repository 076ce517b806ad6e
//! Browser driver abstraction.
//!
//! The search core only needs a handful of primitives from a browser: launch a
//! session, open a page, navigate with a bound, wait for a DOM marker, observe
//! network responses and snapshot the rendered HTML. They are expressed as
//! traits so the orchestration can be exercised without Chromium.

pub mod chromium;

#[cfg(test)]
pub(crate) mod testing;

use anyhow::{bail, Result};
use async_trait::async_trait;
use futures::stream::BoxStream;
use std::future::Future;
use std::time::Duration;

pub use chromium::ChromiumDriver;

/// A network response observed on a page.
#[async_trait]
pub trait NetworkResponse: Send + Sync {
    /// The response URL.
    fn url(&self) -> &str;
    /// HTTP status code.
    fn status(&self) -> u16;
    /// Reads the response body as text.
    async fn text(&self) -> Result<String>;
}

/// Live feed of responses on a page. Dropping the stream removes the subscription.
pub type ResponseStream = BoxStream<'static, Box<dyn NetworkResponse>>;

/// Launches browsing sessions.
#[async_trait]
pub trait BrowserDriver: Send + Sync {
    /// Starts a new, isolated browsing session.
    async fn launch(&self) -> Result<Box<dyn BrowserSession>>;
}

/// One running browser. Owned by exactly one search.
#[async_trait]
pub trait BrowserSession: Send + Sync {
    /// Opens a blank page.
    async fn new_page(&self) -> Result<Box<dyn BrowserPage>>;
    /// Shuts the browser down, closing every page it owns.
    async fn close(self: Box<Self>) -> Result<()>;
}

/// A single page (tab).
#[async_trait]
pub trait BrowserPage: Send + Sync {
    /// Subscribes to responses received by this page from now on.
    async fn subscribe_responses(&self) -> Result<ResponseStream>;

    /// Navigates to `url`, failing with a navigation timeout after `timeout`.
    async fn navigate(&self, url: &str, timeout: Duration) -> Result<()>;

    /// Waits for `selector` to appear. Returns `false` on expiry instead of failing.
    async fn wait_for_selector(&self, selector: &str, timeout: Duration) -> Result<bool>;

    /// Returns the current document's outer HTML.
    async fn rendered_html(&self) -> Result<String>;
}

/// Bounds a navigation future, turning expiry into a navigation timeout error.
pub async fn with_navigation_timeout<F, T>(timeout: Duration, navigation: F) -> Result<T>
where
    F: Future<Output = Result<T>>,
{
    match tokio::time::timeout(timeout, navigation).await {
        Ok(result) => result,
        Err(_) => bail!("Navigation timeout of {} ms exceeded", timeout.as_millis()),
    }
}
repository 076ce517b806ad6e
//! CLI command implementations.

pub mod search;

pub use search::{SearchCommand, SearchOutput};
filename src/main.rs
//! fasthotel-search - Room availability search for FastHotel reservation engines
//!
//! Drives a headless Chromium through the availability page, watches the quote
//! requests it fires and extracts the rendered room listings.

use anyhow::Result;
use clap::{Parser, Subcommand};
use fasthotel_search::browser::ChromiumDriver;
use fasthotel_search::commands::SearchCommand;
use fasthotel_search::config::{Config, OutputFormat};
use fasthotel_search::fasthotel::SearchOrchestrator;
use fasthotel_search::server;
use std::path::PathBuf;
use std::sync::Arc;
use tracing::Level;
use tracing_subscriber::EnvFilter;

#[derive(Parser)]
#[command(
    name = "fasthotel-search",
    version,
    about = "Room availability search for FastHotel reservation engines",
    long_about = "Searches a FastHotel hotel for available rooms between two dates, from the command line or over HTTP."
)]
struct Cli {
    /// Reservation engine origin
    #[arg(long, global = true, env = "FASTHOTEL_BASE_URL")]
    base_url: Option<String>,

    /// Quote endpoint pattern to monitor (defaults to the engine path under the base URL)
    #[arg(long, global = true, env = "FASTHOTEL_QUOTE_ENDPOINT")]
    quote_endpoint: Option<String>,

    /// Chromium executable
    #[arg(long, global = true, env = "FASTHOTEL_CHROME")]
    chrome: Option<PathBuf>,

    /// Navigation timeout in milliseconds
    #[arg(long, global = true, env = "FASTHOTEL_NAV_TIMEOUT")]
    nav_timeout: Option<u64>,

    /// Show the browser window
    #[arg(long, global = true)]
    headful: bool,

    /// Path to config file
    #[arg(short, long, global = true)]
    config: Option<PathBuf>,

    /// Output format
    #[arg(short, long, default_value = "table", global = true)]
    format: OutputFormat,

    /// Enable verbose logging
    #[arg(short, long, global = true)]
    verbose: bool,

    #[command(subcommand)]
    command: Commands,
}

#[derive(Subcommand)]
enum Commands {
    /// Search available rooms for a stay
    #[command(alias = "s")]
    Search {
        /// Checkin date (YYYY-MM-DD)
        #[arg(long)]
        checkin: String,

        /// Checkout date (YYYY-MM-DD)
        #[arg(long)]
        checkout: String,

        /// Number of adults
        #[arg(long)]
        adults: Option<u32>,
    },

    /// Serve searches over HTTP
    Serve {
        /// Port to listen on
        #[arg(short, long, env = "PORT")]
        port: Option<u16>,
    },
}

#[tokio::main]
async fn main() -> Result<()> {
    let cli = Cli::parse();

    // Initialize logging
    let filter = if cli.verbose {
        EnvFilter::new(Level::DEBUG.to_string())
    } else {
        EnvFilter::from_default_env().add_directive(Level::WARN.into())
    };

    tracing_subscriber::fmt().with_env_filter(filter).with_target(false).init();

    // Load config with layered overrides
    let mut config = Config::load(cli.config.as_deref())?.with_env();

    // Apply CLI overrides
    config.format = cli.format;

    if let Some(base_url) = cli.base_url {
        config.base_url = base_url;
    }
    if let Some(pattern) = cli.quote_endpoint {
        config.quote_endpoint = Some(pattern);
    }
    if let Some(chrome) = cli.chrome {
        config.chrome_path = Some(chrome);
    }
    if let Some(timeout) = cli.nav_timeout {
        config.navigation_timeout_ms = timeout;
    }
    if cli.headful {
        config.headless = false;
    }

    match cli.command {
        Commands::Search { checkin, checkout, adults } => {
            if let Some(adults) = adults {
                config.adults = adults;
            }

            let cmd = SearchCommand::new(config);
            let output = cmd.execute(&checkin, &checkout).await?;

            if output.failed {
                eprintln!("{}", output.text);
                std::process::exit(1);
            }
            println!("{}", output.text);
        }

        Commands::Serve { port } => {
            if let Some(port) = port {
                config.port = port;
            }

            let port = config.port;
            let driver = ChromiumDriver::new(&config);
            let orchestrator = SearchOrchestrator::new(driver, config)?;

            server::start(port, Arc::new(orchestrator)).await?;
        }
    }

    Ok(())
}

───

- [Problem statement]:
Restate the whole of the data exactly.

- [Result]:
repository 076ce517b806ad6e
//! Browser driver abstraction.
//!
//! The search core only needs a handful of primitives from a browser: launch a
//! session, open a page, navigate with a bound, wait for a DOM marker, observe
//! network responses and snapshot the rendered HTML. They are expressed as
//! traits so the orchestration can be exercised without Chromium.

pub mod chromium;

#[cfg(test)]
pub(crate) mod testing;

use anyhow::{bail, Result};
use async_trait::async_trait;
use futures::stream::BoxStream;
use std::future::Future;
use std::time::Duration;

pub use chromium::ChromiumDriver;

/// A network response observed on a page.
#[async_trait]
pub trait NetworkResponse: Send + Sync {
    /// The response URL.
    fn url(&self) -> &str;
    /// HTTP status code.
    fn status(&self) -> u16;
    /// Reads the response body as text.
    async fn text(&self) -> Result<String>;
}

/// Live feed of responses on a page. Dropping the stream removes the subscription.
pub type ResponseStream = BoxStream<'static, Box<dyn NetworkResponse>>;

/// Launches browsing sessions.
#[async_trait]
pub trait BrowserDriver: Send + Sync {
    /// Starts a new, isolated browsing session.
    async fn launch(&self) -> Result<Box<dyn BrowserSession>>;
}

/// One running browser. Owned by exactly one search.
#[async_trait]
pub trait BrowserSession: Send + Sync {
    /// Opens a blank page.
    async fn new_page(&self) -> Result<Box<dyn BrowserPage>>;
    /// Shuts the browser down, closing every page it owns.
    async fn close(self: Box<Self>) -> Result<()>;
}

/// A single page (tab).
#[async_trait]
pub trait BrowserPage: Send + Sync {
    /// Subscribes to responses received by this page from now on.
    async fn subscribe_responses(&self) -> Result<ResponseStream>;

    /// Navigates to `url`, failing with a navigation timeout after `timeout`.
    async fn navigate(&self, url: &str, timeout: Duration) -> Result<()>;

    /// Waits for `selector` to appear. Returns `false` on expiry instead of failing.
    async fn wait_for_selector(&self, selector: &str, timeout: Duration) -> Result<bool>;

    /// Returns the current document's outer HTML.
    async fn rendered_html(&self) -> Result<String>;
}

/// Bounds a navigation future, turning expiry into a navigation timeout error.
pub async fn with_navigation_timeout<F, T>(timeout: Duration, navigation: F) -> Result<T>
where
    F: Future<Output = Result<T>>,
{
    match tokio::time::timeout(timeout, navigation).await {
        Ok(result) => result,
        Err(_) => bail!("Navigation timeout of {} ms exceeded", timeout.as_millis()),
    }
}
repository 076ce517b806ad6e
//! CLI command implementations.

pub mod search;

pub use search::{SearchCommand, SearchOutput};
filename src/main.rs
//! fasthotel-search - Room availability search for FastHotel reservation engines
//!
//! Drives a headless Chromium through the availability page, watches the quote
//! requests it fires and extracts the rendered room listings.

use anyhow::Result;
use clap::{Parser, Subcommand};
use fasthotel_search::browser::ChromiumDriver;
use fasthotel_search::commands::SearchCommand;
use fasthotel_search::config::{Config, OutputFormat};
use fasthotel_search::fasthotel::SearchOrchestrator;
use fasthotel_search::server;
use std::path::PathBuf;
use std::sync::Arc;
use tracing::Level;
use tracing_subscriber::EnvFilter;

#[derive(Parser)]
#[command(
    name = "fasthotel-search",
    version,
    about = "Room availability search for FastHotel reservation engines",
    long_about = "Searches a FastHotel hotel for available rooms between two dates, from the command line or over HTTP."
)]
struct Cli {
    /// Reservation engine origin
    #[arg(long, global = true, env = "FASTHOTEL_BASE_URL")]
    base_url: Option<String>,

    /// Quote endpoint pattern to monitor (defaults to the engine path under the base URL)
    #[arg(long, global = true, env = "FASTHOTEL_QUOTE_ENDPOINT")]
    quote_endpoint: Option<String>,

    /// Chromium executable
    #[arg(long, global = true, env = "FASTHOTEL_CHROME")]
    chrome: Option<PathBuf>,

    /// Navigation timeout in milliseconds
    #[arg(long, global = true, env = "FASTHOTEL_NAV_TIMEOUT")]
    nav_timeout: Option<u64>,

    /// Show the browser window
    #[arg(long, global = true)]
    headful: bool,

    /// Path to config file
    #[arg(short, long, global = true)]
    config: Option<PathBuf>,

    /// Output format
    #[arg(short, long, default_value = "table", global = true)]
    format: OutputFormat,

    /// Enable verbose logging
    #[arg(short, long, global = true)]
    verbose: bool,

    #[command(subcommand)]
    command: Commands,
}

#[derive(Subcommand)]
enum Commands {
    /// Search available rooms for a stay
    #[command(alias = "s")]
    Search {
        /// Checkin date (YYYY-MM-DD)
        #[arg(long)]
        checkin: String,

        /// Checkout date (YYYY-MM-DD)
        #[arg(long)]
        checkout: String,

        /// Number of adults
        #[arg(long)]
        adults: Option<u32>,
    },

    /// Serve searches over HTTP
    Serve {
        /// Port to listen on
        #[arg(short, long, env = "PORT")]
        port: Option<u16>,
    },
}

#[tokio::main]
async fn main() -> Result<()> {
    let cli = Cli::parse();

    // Initialize logging
    let filter = if cli.verbose {
        EnvFilter::new(Level::DEBUG.to_string())
    } else {
        EnvFilter::from_default_env().add_directive(Level::WARN.into())
    };

    tracing_subscriber::fmt().with_env_filter(filter).with_target(false).init();

    // Load config with layered overrides
    let mut config = Config::load(cli.config.as_deref())?.with_env();

    // Apply CLI overrides
    config.format = cli.format;

    if let Some(base_url) = cli.base_url {
        config.base_url = base_url;
    }
    if let Some(pattern) = cli.quote_endpoint {
        config.quote_endpoint = Some(pattern);
    }
    if let Some(chrome) = cli.chrome {
        config.chrome_path = Some(chrome);
    }
    if let Some(timeout) = cli.nav_timeout {
        config.navigation_timeout_ms = timeout;
    }
    if cli.headful {
        config.headless = false;
    }

    match cli.command {
        Commands::Search { checkin, checkout, adults } => {
            if let Some(adults) = adults {
                config.adults = adults;
            }

            let cmd = SearchCommand::new(config);
            let output = cmd.execute(&checkin, &checkout).await?;

            if output.failed {
                eprintln!("{}", output.text);
                std::process::exit(1);
            }
            println!("{}", output.text);
        }

        Commands::Serve { port } => {
            if let Some(port) = port {
                config.port = port;
            }

            let port = config.port;
            let driver = ChromiumDriver::new(&config);
            let orchestrator = SearchOrchestrator::new(driver, config)?;

            server::start(port, Arc::new(orchestrator)).await?;
        }
    }

    Ok(())
}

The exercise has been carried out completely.